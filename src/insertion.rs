//! Cheapest single-job and pickup/delivery-pair insertion search (spec.md
//! §4.5).

use crate::amount::Amount;
use crate::eval::{Eval, NO_EVAL};
use crate::models::{Input, Vehicle};
use crate::routes::{RouteStep, TWRoute};
use crate::solution_state::SolutionState;

fn location_at(input: &Input, route: &TWRoute, rank: usize) -> Option<usize> {
    route
        .steps()
        .get(rank)
        .and_then(|s| s.job_rank())
        .map(|r| input.jobs()[r].location())
}

/// The marginal `Eval` of inserting a single job at `location` between
/// whatever currently sits at ranks `rank - 1` and `rank` of `route`
/// (falling back to the vehicle's start/end at the route's boundaries).
///
/// `pub(crate)` so operators (e.g. `SwapStar`'s top-3 insertion scan) can
/// reuse the same marginal-cost formula instead of re-deriving it.
pub(crate) fn addition_eval(
    input: &Input,
    vehicle: &Vehicle,
    route: &TWRoute,
    job_rank: usize,
    rank: usize,
) -> Eval {
    let job = &input.jobs()[job_rank];
    let loc = job.location();

    let prev_loc = if rank == 0 {
        vehicle.start_index()
    } else {
        location_at(input, route, rank - 1).or(vehicle.start_index())
    };
    let next_loc = if rank == route.size() {
        vehicle.end_index()
    } else {
        location_at(input, route, rank).or(vehicle.end_index())
    };

    let mut added = Eval::zero();
    if let Some(p) = prev_loc {
        added = added
            + Eval::new(
                input.travel_cost(vehicle, p, loc),
                input.travel_duration(vehicle, p, loc),
                input.travel_distance(vehicle, p, loc),
            );
    }
    if let Some(n) = next_loc {
        added = added
            + Eval::new(
                input.travel_cost(vehicle, loc, n),
                input.travel_duration(vehicle, loc, n),
                input.travel_distance(vehicle, loc, n),
            );
    }
    if let (Some(p), Some(n)) = (prev_loc, next_loc) {
        added = added
            - Eval::new(
                input.travel_cost(vehicle, p, n),
                input.travel_duration(vehicle, p, n),
                input.travel_distance(vehicle, p, n),
            );
    }

    let task_time = job.setup_for(vehicle.profile()) + job.service_for(vehicle.profile());
    added.duration += task_time;
    added.cost += vehicle.costs().per_task_hour * task_time / 3600;

    if vehicle.costs().fixed != 0 && route.size() == 0 {
        added.cost += vehicle.costs().fixed;
    }

    added
}

/// Result of [`compute_best_insertion_single`].
#[derive(Debug, Clone, PartialEq)]
pub struct RouteInsertion {
    pub eval: Eval,
    pub delivery_sum: Amount,
    pub rank: usize,
}

impl RouteInsertion {
    fn none(amount_size: usize) -> Self {
        Self {
            eval: NO_EVAL,
            delivery_sum: Amount::zero(amount_size),
            rank: 0,
        }
    }
}

/// Best rank (and its cost) at which `job_rank` could be inserted alone into
/// `v`'s route, or a `NO_EVAL` result if none is feasible.
pub fn compute_best_insertion_single(
    input: &Input,
    state: &SolutionState,
    job_rank: usize,
    v: usize,
    route: &TWRoute,
) -> RouteInsertion {
    let vehicle = &input.vehicles()[route.vehicle()];
    let job = &input.jobs()[job_rank];
    let (begin, end) = state.insertion_ranks(v, job_rank);
    let mut best = RouteInsertion::none(input.amount_size());

    for rank in begin..=end.max(begin) {
        if rank > route.size() {
            break;
        }
        if !route.is_valid_addition_for_tw(
            input,
            vehicle,
            RouteStep::Job(job_rank),
            job.pickup(),
            job.delivery(),
            rank,
        ) {
            continue;
        }
        let eval = addition_eval(input, vehicle, route, job_rank, rank);
        if !(state.route_eval(v) + eval).within_vehicle_range(vehicle) {
            continue;
        }
        if eval.improves_on(best.eval) {
            best = RouteInsertion {
                eval,
                delivery_sum: job.pickup() + job.delivery(),
                rank,
            };
        }
    }
    best
}

/// Result of [`compute_best_insertion_pd`].
#[derive(Debug, Clone, PartialEq)]
pub struct PdInsertion {
    pub eval: Eval,
    pub pickup_rank: usize,
    pub delivery_rank: usize,
    pub delivery_sum: Amount,
}

impl PdInsertion {
    fn none(amount_size: usize) -> Self {
        Self {
            eval: NO_EVAL,
            pickup_rank: 0,
            delivery_rank: 0,
            delivery_sum: Amount::zero(amount_size),
        }
    }
}

/// Best joint insertion of a pickup `job_rank` and its matching delivery
/// `job_rank + 1` into `v`'s route, improving on `cost_threshold`.
///
/// Precomputes the cost of inserting the delivery alone at every candidate
/// rank (`d_adds`), then for each candidate pickup rank scans delivery
/// ranks at or after it, short-circuiting once the pickup-alone cost
/// already exceeds the current best.
pub fn compute_best_insertion_pd(
    input: &Input,
    state: &SolutionState,
    job_rank: usize,
    v: usize,
    route: &TWRoute,
    cost_threshold: Eval,
) -> PdInsertion {
    let vehicle = &input.vehicles()[route.vehicle()];
    let pickup_job = &input.jobs()[job_rank];
    let delivery_rank = job_rank + 1;
    let delivery_job = &input.jobs()[delivery_rank];

    let (p_begin, p_end) = state.insertion_ranks(v, job_rank);
    let (d_begin, d_end) = state.insertion_ranks(v, delivery_rank);
    let size = route.size();
    let d_end = d_end.max(d_begin).min(size + 1);
    let p_end = p_end.max(p_begin).min(size + 1);

    let zero = Amount::zero(input.amount_size());
    let mut d_adds = vec![NO_EVAL; d_end.saturating_sub(d_begin)];
    let mut valid_delivery = vec![false; d_adds.len()];
    for d_rank in d_begin..d_end {
        if route.is_valid_addition_for_tw_without_max_load(
            input,
            vehicle,
            RouteStep::Job(delivery_rank),
            d_rank,
        ) {
            valid_delivery[d_rank - d_begin] = true;
            d_adds[d_rank - d_begin] = addition_eval(input, vehicle, route, delivery_rank, d_rank);
        }
    }

    let mut best = PdInsertion::none(input.amount_size());
    let mut best_eval = cost_threshold;

    for pickup_r in p_begin..p_end {
        let p_add = addition_eval(input, vehicle, route, job_rank, pickup_r);
        if p_add.cost > best_eval.cost {
            continue;
        }

        for delivery_r in pickup_r.max(d_begin)..d_end {
            if !valid_delivery[delivery_r - d_begin] {
                continue;
            }
            let pd_eval = if pickup_r < delivery_r {
                p_add + d_adds[delivery_r - d_begin]
            } else {
                // Pickup and delivery land at the same rank: evaluate them
                // as one combined two-step insertion.
                addition_eval(input, vehicle, route, job_rank, pickup_r)
                    + addition_eval(input, vehicle, route, delivery_rank, pickup_r + 1)
            };

            if !pd_eval.improves_on(best_eval) {
                continue;
            }

            let capacity_ok = if pickup_r == delivery_r {
                route.raw().is_valid_addition_for_capacity(
                    vehicle,
                    pickup_job.pickup(),
                    &zero,
                    pickup_r,
                ) && route.raw().is_valid_addition_for_capacity(
                    vehicle,
                    &zero,
                    delivery_job.delivery(),
                    pickup_r,
                )
            } else {
                route.raw().is_valid_addition_for_capacity_inclusion(
                    vehicle,
                    pickup_job.pickup(),
                    delivery_job.delivery(),
                    pickup_r,
                    delivery_r,
                )
            };
            if !capacity_ok {
                continue;
            }

            let tw_ok = route.is_valid_addition_for_tw_without_max_load(
                input,
                vehicle,
                RouteStep::Job(job_rank),
                pickup_r,
            );
            if !tw_ok {
                continue;
            }

            if !(state.route_eval(v) + pd_eval).within_vehicle_range(vehicle) {
                continue;
            }

            best_eval = pd_eval;
            best = PdInsertion {
                eval: pd_eval,
                pickup_rank: pickup_r,
                delivery_rank: delivery_r,
                delivery_sum: pickup_job.pickup() + delivery_job.delivery(),
            };
        }
    }

    best
}

#[cfg(test)]
mod tests {
    use super::*;
    use crate::compatibility::Compatibility;
    use crate::models::{Job, Matrix, ProfileMatrices, Vehicle};
    use std::collections::HashMap;

    fn sample_input() -> Input {
        let durations = Matrix::from_data(3, vec![0, 10, 20, 10, 0, 10, 20, 10, 0]).unwrap();
        let distances = Matrix::from_data(3, vec![0, 100, 200, 100, 0, 100, 200, 100, 0]).unwrap();
        let mut matrices = HashMap::new();
        matrices.insert(
            "car".to_string(),
            ProfileMatrices::new(durations, distances, None),
        );
        let jobs = vec![
            Job::single(1, 1, Amount::zero(1), Amount::zero(1)),
            Job::pickup(2, 1, Amount::from_vec(vec![3])),
            Job::delivery(3, 2, Amount::from_vec(vec![3])),
        ];
        let vehicles = vec![Vehicle::new(0, Amount::from_vec(vec![10]))
            .with_start(0)
            .with_end(0)];
        Input::new(jobs, vehicles, matrices, 1)
    }

    #[test]
    fn test_single_insertion_into_empty_route() {
        let input = sample_input();
        let compat = Compatibility::build(&input);
        let route = TWRoute::new(0, 1);
        let mut state = SolutionState::new(&input);
        state.setup(&input, &compat, std::slice::from_ref(&route));
        let best = compute_best_insertion_single(&input, &state, 0, 0, &route);
        assert!(!best.eval.is_no_eval());
        assert_eq!(best.rank, 0);
    }

    #[test]
    fn test_pd_insertion_into_empty_route() {
        let input = sample_input();
        let compat = Compatibility::build(&input);
        let route = TWRoute::new(0, 1);
        let mut state = SolutionState::new(&input);
        state.setup(&input, &compat, std::slice::from_ref(&route));
        let best = compute_best_insertion_pd(&input, &state, 1, 0, &route, NO_EVAL);
        assert!(!best.eval.is_no_eval());
        assert!(best.pickup_rank <= best.delivery_rank);
    }
}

■ Goal of the exercise
The answer must be every line of the data that contains the word "Some".

■ Answer for this exercise
    if let Some(p) = prev_loc {
    if let Some(n) = next_loc {
    if let (Some(p), Some(n)) = (prev_loc, next_loc) {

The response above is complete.